(Collected data entries)
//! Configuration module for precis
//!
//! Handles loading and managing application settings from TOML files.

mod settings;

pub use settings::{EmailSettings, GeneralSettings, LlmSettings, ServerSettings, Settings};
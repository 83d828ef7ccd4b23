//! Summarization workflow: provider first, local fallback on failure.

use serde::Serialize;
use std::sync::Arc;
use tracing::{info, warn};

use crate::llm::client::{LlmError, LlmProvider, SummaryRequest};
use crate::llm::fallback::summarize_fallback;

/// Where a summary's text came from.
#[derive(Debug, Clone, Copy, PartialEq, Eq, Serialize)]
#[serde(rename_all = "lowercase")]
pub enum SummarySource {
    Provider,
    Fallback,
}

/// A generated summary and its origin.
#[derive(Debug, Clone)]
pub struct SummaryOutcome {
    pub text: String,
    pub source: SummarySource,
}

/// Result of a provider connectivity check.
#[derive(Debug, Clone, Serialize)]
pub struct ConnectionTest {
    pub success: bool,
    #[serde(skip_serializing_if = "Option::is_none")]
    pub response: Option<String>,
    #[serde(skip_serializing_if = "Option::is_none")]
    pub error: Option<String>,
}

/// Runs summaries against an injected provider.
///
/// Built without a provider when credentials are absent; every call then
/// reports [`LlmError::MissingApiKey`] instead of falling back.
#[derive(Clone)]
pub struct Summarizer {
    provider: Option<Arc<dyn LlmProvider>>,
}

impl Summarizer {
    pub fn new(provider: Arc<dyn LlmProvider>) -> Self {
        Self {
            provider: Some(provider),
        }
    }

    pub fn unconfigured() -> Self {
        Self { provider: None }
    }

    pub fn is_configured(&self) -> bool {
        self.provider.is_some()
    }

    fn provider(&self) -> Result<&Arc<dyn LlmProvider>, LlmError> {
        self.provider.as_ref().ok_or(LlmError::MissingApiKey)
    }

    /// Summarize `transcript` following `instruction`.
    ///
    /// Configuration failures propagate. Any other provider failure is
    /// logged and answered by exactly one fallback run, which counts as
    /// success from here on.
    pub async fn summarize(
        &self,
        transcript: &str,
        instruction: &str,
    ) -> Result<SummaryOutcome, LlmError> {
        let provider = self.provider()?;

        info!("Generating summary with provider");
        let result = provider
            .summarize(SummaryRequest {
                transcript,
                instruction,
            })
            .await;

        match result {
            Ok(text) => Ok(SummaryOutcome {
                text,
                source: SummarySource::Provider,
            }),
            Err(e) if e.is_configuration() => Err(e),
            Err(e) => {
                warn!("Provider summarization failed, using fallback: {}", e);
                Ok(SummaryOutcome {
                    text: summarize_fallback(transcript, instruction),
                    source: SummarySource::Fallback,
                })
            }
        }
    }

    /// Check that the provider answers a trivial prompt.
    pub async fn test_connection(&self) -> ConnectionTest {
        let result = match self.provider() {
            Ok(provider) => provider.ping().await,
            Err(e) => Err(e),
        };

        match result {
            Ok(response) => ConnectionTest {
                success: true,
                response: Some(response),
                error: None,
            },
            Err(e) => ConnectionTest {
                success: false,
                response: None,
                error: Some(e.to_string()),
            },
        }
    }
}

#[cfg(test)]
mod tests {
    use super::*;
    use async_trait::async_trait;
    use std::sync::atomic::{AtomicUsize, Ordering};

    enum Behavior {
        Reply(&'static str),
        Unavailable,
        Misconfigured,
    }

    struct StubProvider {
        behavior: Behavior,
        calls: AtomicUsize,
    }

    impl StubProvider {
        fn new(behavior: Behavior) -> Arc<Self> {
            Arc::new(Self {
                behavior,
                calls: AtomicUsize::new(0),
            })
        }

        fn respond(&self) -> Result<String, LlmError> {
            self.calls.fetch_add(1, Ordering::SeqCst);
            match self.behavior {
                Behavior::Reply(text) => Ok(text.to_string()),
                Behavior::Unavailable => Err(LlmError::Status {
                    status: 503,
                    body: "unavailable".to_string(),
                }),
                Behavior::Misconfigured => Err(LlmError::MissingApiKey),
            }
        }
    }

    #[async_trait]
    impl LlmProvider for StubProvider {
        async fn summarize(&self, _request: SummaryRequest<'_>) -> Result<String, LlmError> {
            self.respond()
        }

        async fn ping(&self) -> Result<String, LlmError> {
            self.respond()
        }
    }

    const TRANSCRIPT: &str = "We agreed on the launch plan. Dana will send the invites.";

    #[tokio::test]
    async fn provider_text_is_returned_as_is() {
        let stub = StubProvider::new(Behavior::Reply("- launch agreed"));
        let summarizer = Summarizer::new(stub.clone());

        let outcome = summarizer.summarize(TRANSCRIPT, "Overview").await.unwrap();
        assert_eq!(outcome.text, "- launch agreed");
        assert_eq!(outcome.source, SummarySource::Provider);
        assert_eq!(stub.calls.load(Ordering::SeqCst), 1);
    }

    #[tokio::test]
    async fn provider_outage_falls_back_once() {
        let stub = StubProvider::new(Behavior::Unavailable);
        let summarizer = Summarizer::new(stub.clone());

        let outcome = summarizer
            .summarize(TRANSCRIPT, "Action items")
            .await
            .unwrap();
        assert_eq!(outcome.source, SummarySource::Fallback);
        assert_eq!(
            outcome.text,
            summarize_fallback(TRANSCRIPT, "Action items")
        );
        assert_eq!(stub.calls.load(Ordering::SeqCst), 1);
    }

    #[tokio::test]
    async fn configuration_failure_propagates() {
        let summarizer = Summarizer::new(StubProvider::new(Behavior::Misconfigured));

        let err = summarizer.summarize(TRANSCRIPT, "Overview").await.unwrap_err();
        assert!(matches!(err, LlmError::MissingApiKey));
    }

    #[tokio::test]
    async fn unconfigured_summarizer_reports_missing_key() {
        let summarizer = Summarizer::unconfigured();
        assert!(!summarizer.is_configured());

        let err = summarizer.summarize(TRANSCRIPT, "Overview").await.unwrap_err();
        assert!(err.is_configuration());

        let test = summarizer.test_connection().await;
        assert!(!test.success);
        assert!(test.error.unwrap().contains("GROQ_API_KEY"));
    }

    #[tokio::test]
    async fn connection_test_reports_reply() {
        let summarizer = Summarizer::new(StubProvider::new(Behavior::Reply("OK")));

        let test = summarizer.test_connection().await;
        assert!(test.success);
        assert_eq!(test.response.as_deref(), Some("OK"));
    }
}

> _AIM OF THE TASK_
Write out every entry again so that each line matches the original exactly.

> _ANSWER BELOW_
//! Configuration module for precis
//!
//! Handles loading and managing application settings from TOML files.

mod settings;

pub use settings::{EmailSettings, GeneralSettings, LlmSettings, ServerSettings, Settings};
repository 83d828ef7ccd4b23
//! Summarization workflow: provider first, local fallback on failure.

use serde::Serialize;
use std::sync::Arc;
use tracing::{info, warn};

use crate::llm::client::{LlmError, LlmProvider, SummaryRequest};
use crate::llm::fallback::summarize_fallback;

/// Where a summary's text came from.
#[derive(Debug, Clone, Copy, PartialEq, Eq, Serialize)]
#[serde(rename_all = "lowercase")]
pub enum SummarySource {
    Provider,
    Fallback,
}

/// A generated summary and its origin.
#[derive(Debug, Clone)]
pub struct SummaryOutcome {
    pub text: String,
    pub source: SummarySource,
}

/// Result of a provider connectivity check.
#[derive(Debug, Clone, Serialize)]
pub struct ConnectionTest {
    pub success: bool,
    #[serde(skip_serializing_if = "Option::is_none")]
    pub response: Option<String>,
    #[serde(skip_serializing_if = "Option::is_none")]
    pub error: Option<String>,
}

/// Runs summaries against an injected provider.
///
/// Built without a provider when credentials are absent; every call then
/// reports [`LlmError::MissingApiKey`] instead of falling back.
#[derive(Clone)]
pub struct Summarizer {
    provider: Option<Arc<dyn LlmProvider>>,
}

impl Summarizer {
    pub fn new(provider: Arc<dyn LlmProvider>) -> Self {
        Self {
            provider: Some(provider),
        }
    }

    pub fn unconfigured() -> Self {
        Self { provider: None }
    }

    pub fn is_configured(&self) -> bool {
        self.provider.is_some()
    }

    fn provider(&self) -> Result<&Arc<dyn LlmProvider>, LlmError> {
        self.provider.as_ref().ok_or(LlmError::MissingApiKey)
    }

    /// Summarize `transcript` following `instruction`.
    ///
    /// Configuration failures propagate. Any other provider failure is
    /// logged and answered by exactly one fallback run, which counts as
    /// success from here on.
    pub async fn summarize(
        &self,
        transcript: &str,
        instruction: &str,
    ) -> Result<SummaryOutcome, LlmError> {
        let provider = self.provider()?;

        info!("Generating summary with provider");
        let result = provider
            .summarize(SummaryRequest {
                transcript,
                instruction,
            })
            .await;

        match result {
            Ok(text) => Ok(SummaryOutcome {
                text,
                source: SummarySource::Provider,
            }),
            Err(e) if e.is_configuration() => Err(e),
            Err(e) => {
                warn!("Provider summarization failed, using fallback: {}", e);
                Ok(SummaryOutcome {
                    text: summarize_fallback(transcript, instruction),
                    source: SummarySource::Fallback,
                })
            }
        }
    }

    /// Check that the provider answers a trivial prompt.
    pub async fn test_connection(&self) -> ConnectionTest {
        let result = match self.provider() {
            Ok(provider) => provider.ping().await,
            Err(e) => Err(e),
        };

        match result {
            Ok(response) => ConnectionTest {
                success: true,
                response: Some(response),
                error: None,
            },
            Err(e) => ConnectionTest {
                success: false,
                response: None,
                error: Some(e.to_string()),
            },
        }
    }
}

#[cfg(test)]
mod tests {
    use super::*;
    use async_trait::async_trait;
    use std::sync::atomic::{AtomicUsize, Ordering};

    enum Behavior {
        Reply(&'static str),
        Unavailable,
        Misconfigured,
    }

    struct StubProvider {
        behavior: Behavior,
        calls: AtomicUsize,
    }

    impl StubProvider {
        fn new(behavior: Behavior) -> Arc<Self> {
            Arc::new(Self {
                behavior,
                calls: AtomicUsize::new(0),
            })
        }

        fn respond(&self) -> Result<String, LlmError> {
            self.calls.fetch_add(1, Ordering::SeqCst);
            match self.behavior {
                Behavior::Reply(text) => Ok(text.to_string()),
                Behavior::Unavailable => Err(LlmError::Status {
                    status: 503,
                    body: "unavailable".to_string(),
                }),
                Behavior::Misconfigured => Err(LlmError::MissingApiKey),
            }
        }
    }

    #[async_trait]
    impl LlmProvider for StubProvider {
        async fn summarize(&self, _request: SummaryRequest<'_>) -> Result<String, LlmError> {
            self.respond()
        }

        async fn ping(&self) -> Result<String, LlmError> {
            self.respond()
        }
    }

    const TRANSCRIPT: &str = "We agreed on the launch plan. Dana will send the invites.";

    #[tokio::test]
    async fn provider_text_is_returned_as_is() {
        let stub = StubProvider::new(Behavior::Reply("- launch agreed"));
        let summarizer = Summarizer::new(stub.clone());

        let outcome = summarizer.summarize(TRANSCRIPT, "Overview").await.unwrap();
        assert_eq!(outcome.text, "- launch agreed");
        assert_eq!(outcome.source, SummarySource::Provider);
        assert_eq!(stub.calls.load(Ordering::SeqCst), 1);
    }

    #[tokio::test]
    async fn provider_outage_falls_back_once() {
        let stub = StubProvider::new(Behavior::Unavailable);
        let summarizer = Summarizer::new(stub.clone());

        let outcome = summarizer
            .summarize(TRANSCRIPT, "Action items")
            .await
            .unwrap();
        assert_eq!(outcome.source, SummarySource::Fallback);
        assert_eq!(
            outcome.text,
            summarize_fallback(TRANSCRIPT, "Action items")
        );
        assert_eq!(stub.calls.load(Ordering::SeqCst), 1);
    }

    #[tokio::test]
    async fn configuration_failure_propagates() {
        let summarizer = Summarizer::new(StubProvider::new(Behavior::Misconfigured));

        let err = summarizer.summarize(TRANSCRIPT, "Overview").await.unwrap_err();
        assert!(matches!(err, LlmError::MissingApiKey));
    }

    #[tokio::test]
    async fn unconfigured_summarizer_reports_missing_key() {
        let summarizer = Summarizer::unconfigured();
        assert!(!summarizer.is_configured());

        let err = summarizer.summarize(TRANSCRIPT, "Overview").await.unwrap_err();
        assert!(err.is_configuration());

        let test = summarizer.test_connection().await;
        assert!(!test.success);
        assert!(test.error.unwrap().contains("GROQ_API_KEY"));
    }

    #[tokio::test]
    async fn connection_test_reports_reply() {
        let summarizer = Summarizer::new(StubProvider::new(Behavior::Reply("OK")));

        let test = summarizer.test_connection().await;
        assert!(test.success);
        assert_eq!(test.response.as_deref(), Some("OK"));
    }
}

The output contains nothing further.